Total Time: 2 days (mostly inactive)



  • 12 large shallots
  • 1 head garlic
  • 1 granny smith apple
  • 8 radishes
  • 1 bunch parsley


  • Kosher salt, freshly ground black pepper
  • ¾ cup gochujang
  • ¼ cup prepared horseradish, plus more
  • 2 tablespoons honey
  • 1 ½ cups apple juice
  • 3 tablespoons rice vinegar, plus more


  • 3 ½ pounds boneless beef short ribs

1. Prep the ribs:

  • Preheat the oven to 300.
  • Cut the short ribs into 4” inch pieces (if they’re not already). Season them all over with salt and pepper. You can do this up to 48 hours in advance–the longer they sit in seasoning, the better. Keep covered in fridge until ready to use, or let sit at room temp if using immediately.

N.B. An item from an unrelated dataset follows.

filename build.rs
fn main() {
    built::write_built_file().expect("Failed to acquire build-time information");
}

2. A day before you want to eat, start the braise:

  • Peel 12 large shallots, leaving them whole.
  • Smash and peel all the cloves of 1 head of garlic, leaving them whole.
  • In a large glass measuring cup or bowl, whisk together ¾ cup gochujang, 1 ½ cups apple juice, 2 tablespoons honey, ¼ cup prepared horseradish, 1 ½ teaspoons salt and ½ cup water.
  • In a large Dutch oven with a tight fitting lid, combine the seasoned short ribs, shallots and garlic cloves. Pour the gochujang mixture over everything to cover. Nestle about ½ bunch of parsley into the pot and cover.
  • Transfer the Dutch oven to the oven and cook, covered, 3 ½ to 4 hours. At this point, the meat will be tender and the shallots softened. If you have the time, turn off the oven and leave the braise in the oven until it has fully cooled (I know this sounds crazy, but I often leave the braise in the oven (turned off) overnight. Because the ribs are submerged in a layer of beef fat, they do not risk going bad during this process. Once cool, transfer to the fridge to chill. The point of this is to solidify the fat that has risen to the top of the braise, in  order to scrape it off and discard it. It’s much harder to de-fat a braise when the fat is liquid.

3. Reheat and finish:

  • The next day, pull the Dutch oven out of the fridge. Preheat the oven to 450.
  • Using a spoon, remove as much of the solidified fat (the bright red stuff) from the pot; discard it.
  • With the lid still removed, transfer to the oven to heat through until the sauce is bubbling, and the ribs are caramelized on top, 25-35 minutes.
  • While the ribs reheat, prep the apple salad and whatever starch you are serving (rice, couscous, bread, etc).
  • Using a mandoline or knife, thinly slice 1 apple and 8 radishes. Transfer to a medium bowl along with a big spoonful of prepared horseradish, a big splash of rice vinegar and a few drizzles of olive oil. Pick the leaves of the remaining half bunch of parsley and add to salad. Season with salt and freshly ground black pepper to taste, adding more vinegar or oil if you think it needs it. The salad should be zippy, bright, and a little spicy from the horseradish.

4. Serve:

  • Just before serving, stir 3 tablespoons rice vinegar into the pot of ribs.
  • Divide the stew among serving bowls, serving it over whatever starch you have prepared and making sure each portion gets some meat and some shallots as well as some braising liquid. Top each bowl with some of the apple salad and serve.